Confident compound identification with multiple search parameters
Progenesis QI enables users to search for compound identifications based not only on neutral mass, isotopic distribution, and chromatographic retention time, but also using MS/MS fragment data and collision cross section (CCS) measurements using the Waters novel Metascope search engine. Database searching using multiple parameters greatly improves the specificity of the search and increases the chance of correct compound identification.
More easily find compounds of interest
Compound ID is still one of the main bottlenecks in small molecule omics experiments so we provide access to a wide variety of databases to increase your chances of finding your compounds of interest. Flexible compound search methods include:
- Any databases in .SDF format
- In-house databases in .CSV format
- Metlin database
- Royal Society of Chemistry databases using ChemSpider plug-in
- Lipidblast database
- NIST MS and MS/MS libraries
You can also find compounds of interest using statistical tools included in Progenesis QI, including:
- ANOVA
- Principal component analysis (PCA)
- Hierarchical clustering
You can also leverage advanced statistics via seamless integration with EZInfo 3.0 (Umetrics) for access to functions like supervised analysis and s-plots.

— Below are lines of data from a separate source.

use std::path::PathBuf;

use anyhow::{Context, Result};
use clap::Args;
use coverframe_core::config::Preset;

use super::PresetArg;

#[derive(Args)]
pub struct ConfigArgs {
    /// Write config to a file instead of stdout
    #[arg(short, long)]
    pub output: Option<PathBuf>,

    /// Image field to generate the config for
    #[arg(long, value_enum, default_value = "course")]
    pub preset: PresetArg,
}

/// Print or save a full default CropConfig as TOML.
pub fn run(args: &ConfigArgs) -> Result<()> {
    let config = Preset::from(args.preset).config();
    let toml_str = config.to_toml_string()?;

    if let Some(ref path) = args.output {
        std::fs::write(path, &toml_str)
            .with_context(|| format!("Failed to write config to {}", path.display()))?;
        println!("Default config saved to {}", path.display());
    } else {
        print!("{}", toml_str);
    }

    Ok(())
}
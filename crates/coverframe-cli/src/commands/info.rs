use std::path::PathBuf;

use anyhow::{Context, Result};
use clap::Args;
use console::style;
use coverframe_core::io::loader::FileHandle;
use coverframe_core::session::CropEditor;
use serde::Serialize;

use super::{load_config, PresetArg};

#[derive(Args)]
pub struct InfoArgs {
    /// Input image file
    pub file: PathBuf,

    /// Image field the crop window is computed for
    #[arg(long, value_enum, default_value = "course")]
    pub preset: PresetArg,

    /// TOML config file (overrides --preset)
    #[arg(long)]
    pub config: Option<PathBuf>,

    /// Print the report as TOML
    #[arg(long)]
    pub toml: bool,
}

#[derive(Serialize)]
struct InfoReport {
    file: String,
    mime_type: String,
    size_bytes: u64,
    format: String,
    width: u32,
    height: u32,
    has_alpha: bool,
    target: [u32; 2],
    crop_box: [f64; 2],
    cover_scale: f64,
    /// Default source window as [x, y, width, height].
    source_rect: [f64; 4],
}

pub fn run(args: &InfoArgs) -> Result<()> {
    let config = load_config(args.config.as_ref(), args.preset)?;
    let file = FileHandle::from_path(&args.file)
        .with_context(|| format!("Failed to read {}", args.file.display()))?;
    let mime_type = file.effective_mime();
    let size_bytes = file.size();

    let target = config.target_size();
    let mut editor = CropEditor::new(config)?;
    let session = editor.open(file)?;
    let source = session.source();
    let crop_box = session.crop_box();
    let rect = session.source_rect();

    let report = InfoReport {
        file: source.file_name().to_string(),
        mime_type,
        size_bytes,
        format: format!("{:?}", source.detected_format()),
        width: source.natural_width(),
        height: source.natural_height(),
        has_alpha: source.has_alpha(),
        target: [target.width, target.height],
        crop_box: [crop_box.width, crop_box.height],
        cover_scale: session.viewport().cover_scale(),
        source_rect: [rect.x, rect.y, rect.width, rect.height],
    };

    if args.toml {
        print!("{}", toml::to_string_pretty(&report)?);
        return Ok(());
    }

    println!("File:         {}", style(&report.file).bold());
    println!("MIME type:    {}", report.mime_type);
    println!("Format:       {}", report.format);
    println!("Size:         {:.1} KB", report.size_bytes as f64 / 1024.0);
    println!("Dimensions:   {}x{}", report.width, report.height);
    println!("Alpha:        {}", if report.has_alpha { "yes" } else { "no" });
    println!("Target:       {}x{}", target.width, target.height);
    println!("Crop box:     {:.0}x{:.0}", crop_box.width, crop_box.height);
    println!("Cover scale:  {:.4}", report.cover_scale);
    println!(
        "Default crop: {:.1},{:.1} {:.1}x{:.1}",
        rect.x, rect.y, rect.width, rect.height
    );

    editor.cancel();
    Ok(())
}
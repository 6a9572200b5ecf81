mod common;

use approx::assert_relative_eq;
use image::RgbaImage;

use coverframe_core::config::CropConfig;
use coverframe_core::error::{CropError, Result};
use coverframe_core::geometry::{Offset, Point, SourceRect, TargetSize};
use coverframe_core::io::loader::FileHandle;
use coverframe_core::raster::RasterBackend;
use coverframe_core::session::CropEditor;

/// Backend whose surfaces always come out the wrong size.
#[derive(Debug)]
struct BrokenBackend;

impl RasterBackend for BrokenBackend {
    fn name(&self) -> &str {
        "broken"
    }

    fn draw_region(&self, _: &RgbaImage, _: SourceRect, _: TargetSize) -> Result<RgbaImage> {
        Ok(RgbaImage::new(1, 1))
    }
}

fn wide_png() -> FileHandle {
    common::png_file("wide.png", &common::gradient(2000, 1000))
}

#[test]
fn test_oversized_file_creates_no_session() {
    let mut editor = CropEditor::new(CropConfig::default()).unwrap();
    let big = FileHandle::new("big.png", "image/png", vec![0u8; 10 * 1024 * 1024]);

    let err = editor.open(big).unwrap_err();
    assert!(matches!(err, CropError::FileTooLarge { .. }));
    assert!(!editor.is_open());
    assert_eq!(editor.live_previews(), 0);
}

#[test]
fn test_drag_pans_and_clamps() {
    let mut editor = CropEditor::new(CropConfig::default()).unwrap();
    let session = editor.open(wide_png()).unwrap();

    // At zoom 1 the wide image can only move horizontally.
    session.pointer_down(Point::new(200.0, 200.0));
    assert!(session.is_dragging());
    let offset = session.pointer_move(Point::new(250.0, 260.0)).unwrap();
    assert_relative_eq!(offset.x, 50.0, epsilon = 1e-9);
    assert_relative_eq!(offset.y, 0.0, epsilon = 1e-9);

    // Moves are relative to the drag start, not cumulative.
    let offset = session.pointer_move(Point::new(190.0, 200.0)).unwrap();
    assert_relative_eq!(offset.x, -10.0, epsilon = 1e-9);

    session.pointer_up();
    assert!(!session.is_dragging());
    assert_eq!(session.pointer_move(Point::new(0.0, 0.0)), None);
    assert_relative_eq!(session.state().offset.x, -10.0, epsilon = 1e-9);

    // A new drag starts from the settled offset.
    session.pointer_down(Point::new(0.0, 0.0));
    let offset = session.pointer_move(Point::new(-5000.0, 0.0)).unwrap();
    let (max_x, _) = session.viewport().max_offset(1.0);
    assert_relative_eq!(offset.x, -max_x, epsilon = 1e-9);
}

#[test]
fn test_zoom_reclamps_existing_offset() {
    let mut editor = CropEditor::new(CropConfig::default()).unwrap();
    let session = editor.open(wide_png()).unwrap();

    session.set_zoom(3.0);
    session.pointer_down(Point::new(0.0, 0.0));
    session.pointer_move(Point::new(0.0, 10_000.0));
    session.pointer_up();
    let (_, max_y) = session.viewport().max_offset(3.0);
    assert_relative_eq!(session.state().offset.y, max_y, epsilon = 1e-9);

    session.set_zoom(1.0);
    assert_relative_eq!(session.state().offset.y, 0.0, epsilon = 1e-6);
}

#[test]
fn test_cancel_discards_session_and_preview() {
    let mut editor = CropEditor::new(CropConfig::default()).unwrap();
    editor.open(wide_png()).unwrap();
    assert_eq!(editor.live_previews(), 1);

    editor.cancel();
    assert!(!editor.is_open());
    assert_eq!(editor.live_previews(), 0);
    assert!(matches!(editor.confirm(), Err(CropError::InvalidFile(_))));
}

#[test]
fn test_open_replaces_previous_session() {
    let mut editor = CropEditor::new(CropConfig::default()).unwrap();
    editor.open(wide_png()).unwrap();
    for i in 0..5 {
        let name = format!("tall{i}.png");
        editor
            .open(common::png_file(&name, &common::gradient(300, 900)))
            .unwrap();
        assert_eq!(editor.live_previews(), 1);
    }

    let session = editor.session().unwrap();
    assert_eq!(session.source().file_name(), "tall4.png");
    assert_eq!(session.state().zoom, 1.0);
    assert_eq!(session.state().offset, Offset::ZERO);
}

#[test]
fn test_failed_open_keeps_previous_session() {
    let mut editor = CropEditor::new(CropConfig::default()).unwrap();
    let session = editor.open(wide_png()).unwrap();
    session.set_zoom(2.0);

    let garbage = FileHandle::new("bad.png", "image/png", b"garbage bytes".to_vec());
    assert!(matches!(editor.open(garbage), Err(CropError::DecodeError(_))));

    let wrong_type = FileHandle::new("doc.pdf", "application/pdf", vec![1, 2, 3]);
    assert!(matches!(
        editor.open(wrong_type),
        Err(CropError::InvalidFileType { .. })
    ));

    let session = editor.session().unwrap();
    assert_eq!(session.source().file_name(), "wide.png");
    assert_eq!(session.state().zoom, 2.0);
    assert_eq!(editor.live_previews(), 1);
}

#[test]
fn test_encoding_failure_keeps_session_for_retry() {
    let mut editor = CropEditor::with_backend(CropConfig::default(), BrokenBackend).unwrap();
    let session = editor.open(wide_png()).unwrap();
    session.set_zoom(1.5);

    let err = editor.confirm().unwrap_err();
    assert!(matches!(err, CropError::EncodingFailed(_)));
    assert_eq!(err.kind(), "encoding_failed");
    assert!(editor.is_open());
    assert_eq!(editor.session().unwrap().state().zoom, 1.5);
}

#[test]
fn test_failed_confirm_leaves_inflight_drag_untouched() {
    let mut editor = CropEditor::with_backend(CropConfig::default(), BrokenBackend).unwrap();
    let session = editor.open(wide_png()).unwrap();
    session.pointer_down(Point::new(0.0, 0.0));
    session.pointer_move(Point::new(40.0, 0.0));
    let before = session.state();

    assert!(editor.confirm().is_err());
    let session = editor.session_mut().unwrap();
    assert!(session.is_dragging());
    assert_eq!(session.state(), before);

    // The drag carries on from where it was.
    let moved = session.pointer_move(Point::new(50.0, 0.0)).unwrap();
    assert_relative_eq!(moved.x, 50.0);

    session.settle();
    assert!(!session.is_dragging());
    assert_eq!(session.pointer_move(Point::new(90.0, 0.0)), None);
}

#[test]
fn test_confirm_settles_inflight_drag() {
    let mut editor = CropEditor::new(CropConfig::default()).unwrap();
    let session = editor.open(wide_png()).unwrap();
    session.pointer_down(Point::new(0.0, 0.0));
    session.pointer_move(Point::new(40.0, 0.0));
    assert!(session.is_dragging());

    let result = editor.confirm().unwrap();
    assert_eq!((result.width, result.height), (800, 600));
    assert!(!editor.is_open());
    assert_eq!(editor.live_previews(), 0);
}

#[test]
fn test_open_selection_rejects_multiple_files() {
    let mut editor = CropEditor::new(CropConfig::default()).unwrap();
    let err = editor.open_selection(vec![wide_png(), wide_png()]).unwrap_err();
    assert!(matches!(err, CropError::InvalidFile(_)));
    assert!(!editor.is_open());

    editor.open_selection(vec![wide_png()]).unwrap();
    assert!(editor.is_open());
}

#[test]
fn test_preview_is_display_sized() {
    let mut editor = CropEditor::new(CropConfig::default()).unwrap();
    let session = editor.open(wide_png()).unwrap();
    let preview = session.preview().image();
    // 2000x1000 at cover scale 0.39 is 780x390 on screen.
    assert_eq!(preview.dimensions(), (780, 390));

    let small = common::png_file("small.png", &common::gradient(100, 50));
    let session = editor.open(small).unwrap();
    // Never upscaled.
    assert_eq!(session.preview().image().dimensions(), (100, 50));
}

#[test]
fn test_reset_view_recenters() {
    let mut editor = CropEditor::new(CropConfig::default()).unwrap();
    let session = editor.open(wide_png()).unwrap();
    session.set_zoom(2.5);
    session.pointer_down(Point::new(0.0, 0.0));
    session.pointer_move(Point::new(33.0, -12.0));

    session.reset_view();
    assert!(!session.is_dragging());
    assert_eq!(session.state().zoom, 1.0);
    assert_eq!(session.state().offset, Offset::ZERO);
}

#[test]
fn test_invalid_config_rejected() {
    let config = CropConfig {
        target_width: 0,
        ..CropConfig::default()
    };
    assert!(matches!(
        CropEditor::new(config),
        Err(CropError::Config(_))
    ));
}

Reduce bottlenecks and streamline workflows
The menu-guided workflow in Progenesis QI helps guide users through the experimental steps in the software. If required, automation routines allow users to seamlessly move through multiple stages to maximize opportunities for unsupervised overnight and weekend data processing. With Progenesis QI, you’ll get:
- Automatic reference run selection and alignment
- Automatic peak picking and normalization
- Automated experimental design from .CSV and .SPL files
- All stages automatable up to the point of compound identification
Streamlining omics experiments starts with reducing the bottleneck in interpretation of the list of discoveries – what is the biology behind the changes observed? One way to address this question and extract maximum value from omics discovery data is Pathway Analysis. Progenesis QI provides export tools to quickly and easily interface with third-party Pathway Analysis programs.